Service With a (Fake) Smile - Page 2
Inauthentically Bad Service
On the bad side of the ledger, however, the stories
flooded in. And they did tend to group themselves according
to my diagram. Those falling into the inauthentic/bad
quadrant I came to think of as the Kafka experiences,
which arise when you are trapped in routines much larger
than any individual. I was myself once waylaid for 17
hours in Amsterdam by Air Transat due to a mechanical
problem. As Skipol closed around us, tedium mounted
to anxiety. We came pretty close to a lynching when
passengers overheard the pilot on a lounge payphone
negotiating the purchase of a used part with Royal Jordanian
Air.
Indeed, customer service experiences involving phones
really loomed large in this group. My (very stubborn)
friend John stayed on hold with Rogers for 1 1/2 hours
when his Internet went down. His mood won't have been
improved by the reminder, every 15 seconds, that one
could also email for technical support. Um, not without
Internet access you can't. Amazon went so far as to
keep their customer service phone numbers secret. An
investigative journalist from Slate had to actually
break the story when the number was found (800-201-7575).
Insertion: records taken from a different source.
//! Balance engine: account creation, reads, and atomic deltas
//!
//! The only component allowed to mint or burn currency. Account creation
//! mints the configured initial balance; admin grant/deduct/clear wrap the
//! guarded delta primitive.

use crate::config::EngineConfig;
use crate::error::{EngineError, EngineResult};
use crate::models::{Account, TxKind};
use crate::store::LedgerDb;
use std::sync::Arc;
use tracing::info;

pub struct BalanceEngine {
    db: LedgerDb,
    config: Arc<EngineConfig>,
}

impl BalanceEngine {
    pub fn new(db: LedgerDb, config: Arc<EngineConfig>) -> Self {
        Self { db, config }
    }

    /// Create an account holding the configured initial balance. Fails
    /// `AlreadyExists` on a duplicate; the initial balance is policy, never
    /// caller input.
    pub async fn create_account(&self, user_id: i64) -> EngineResult<Account> {
        let account = self
            .db
            .create_account(user_id, self.config.initial_balance)
            .await?;
        info!(
            user_id,
            balance = account.balance,
            "account created"
        );
        Ok(account)
    }

    /// Current balance in cents; `NotFound` if the account was never created.
    pub async fn balance(&self, user_id: i64) -> EngineResult<i64> {
        self.db
            .get_balance(user_id)
            .await?
            .ok_or(EngineError::NotFound("account"))
    }

    /// Apply a signed delta with a paired `update` log entry. Guarded: the
    /// resulting balance must stay non-negative. Returns the new balance.
    pub async fn apply_delta(&self, user_id: i64, delta: i64) -> EngineResult<i64> {
        self.db.apply_delta(user_id, delta, TxKind::Update).await
    }

    /// Admin mint: add `amount` cents to a user.
    pub async fn grant(&self, user_id: i64, amount: i64) -> EngineResult<i64> {
        if amount <= 0 {
            return Err(EngineError::InvalidArgument(
                "grant amount must be positive".into(),
            ));
        }
        let balance = self.apply_delta(user_id, amount).await?;
        info!(user_id, amount, balance, "admin grant");
        Ok(balance)
    }

    /// Admin burn: remove `amount` cents from a user. Fails
    /// `InsufficientFunds` rather than going negative.
    pub async fn deduct(&self, user_id: i64, amount: i64) -> EngineResult<i64> {
        if amount <= 0 {
            return Err(EngineError::InvalidArgument(
                "deduct amount must be positive".into(),
            ));
        }
        let balance = self.apply_delta(user_id, -amount).await?;
        info!(user_id, amount, balance, "admin deduct");
        Ok(balance)
    }

    /// Admin burn of the whole balance. Returns the amount removed.
    pub async fn clear(&self, user_id: i64) -> EngineResult<i64> {
        let cleared = self.db.clear_balance(user_id).await?;
        info!(user_id, cleared, "balance cleared");
        Ok(cleared)
    }
}

#[cfg(test)]
mod tests {
    use super::*;
    use crate::config::RetryConfig;

    fn test_engine(initial_balance: i64) -> BalanceEngine {
        let config = Arc::new(EngineConfig {
            initial_balance,
            ..EngineConfig::default()
        });
        let db = LedgerDb::in_memory(RetryConfig::default()).unwrap();
        BalanceEngine::new(db, config)
    }

    #[tokio::test]
    async fn test_create_account_mints_configured_balance() {
        let engine = test_engine(2500);
        let account = engine.create_account(7).await.unwrap();
        assert_eq!(account.balance, 2500);
        assert_eq!(engine.balance(7).await.unwrap(), 2500);
    }

    #[tokio::test]
    async fn test_duplicate_account_rejected() {
        let engine = test_engine(100);
        engine.create_account(7).await.unwrap();
        let err = engine.create_account(7).await.unwrap_err();
        assert!(matches!(err, EngineError::AlreadyExists));
    }

    #[tokio::test]
    async fn test_balance_for_unknown_account() {
        let engine = test_engine(100);
        let err = engine.balance(404).await.unwrap_err();
        assert!(matches!(err, EngineError::NotFound("account")));
    }

    #[tokio::test]
    async fn test_grant_and_deduct_validate_amounts() {
        let engine = test_engine(100);
        engine.create_account(1).await.unwrap();

        assert!(matches!(
            engine.grant(1, 0).await.unwrap_err(),
            EngineError::InvalidArgument(_)
        ));
        assert!(matches!(
            engine.deduct(1, -5).await.unwrap_err(),
            EngineError::InvalidArgument(_)
        ));

        assert_eq!(engine.grant(1, 50).await.unwrap(), 150);
        assert_eq!(engine.deduct(1, 150).await.unwrap(), 0);
        assert!(matches!(
            engine.deduct(1, 1).await.unwrap_err(),
            EngineError::InsufficientFunds
        ));
    }

    #[tokio::test]
    async fn test_clear_removes_everything_once() {
        let engine = test_engine(900);
        engine.create_account(1).await.unwrap();

        assert_eq!(engine.clear(1).await.unwrap(), 900);
        assert_eq!(engine.balance(1).await.unwrap(), 0);
        // Clearing an empty account is a no-op
        assert_eq!(engine.clear(1).await.unwrap(), 0);
    }
}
And the phone companies got it from all sides. Fido
insisted my friend must have dropped his phone when
the screen didn't work right out of the box. Customer
service put him on hold and then disconnected him. He
finally went and traded the phone for a new one as part
of a Telus promotion. But then, when another friend
switched from Telus to Shaw, they just kept billing
her. That one took a mere 40 minutes on hold to sort
out.
Authentically Bad Service
In the upper left quadrant of my T.O.E. diagram you
find experiences that are less Kafkaesque and—being
more personal and spontaneous—feel more like getting
mugged. I had a guy in a dollar store go to pocket my
change (five and coins) when I responded "No"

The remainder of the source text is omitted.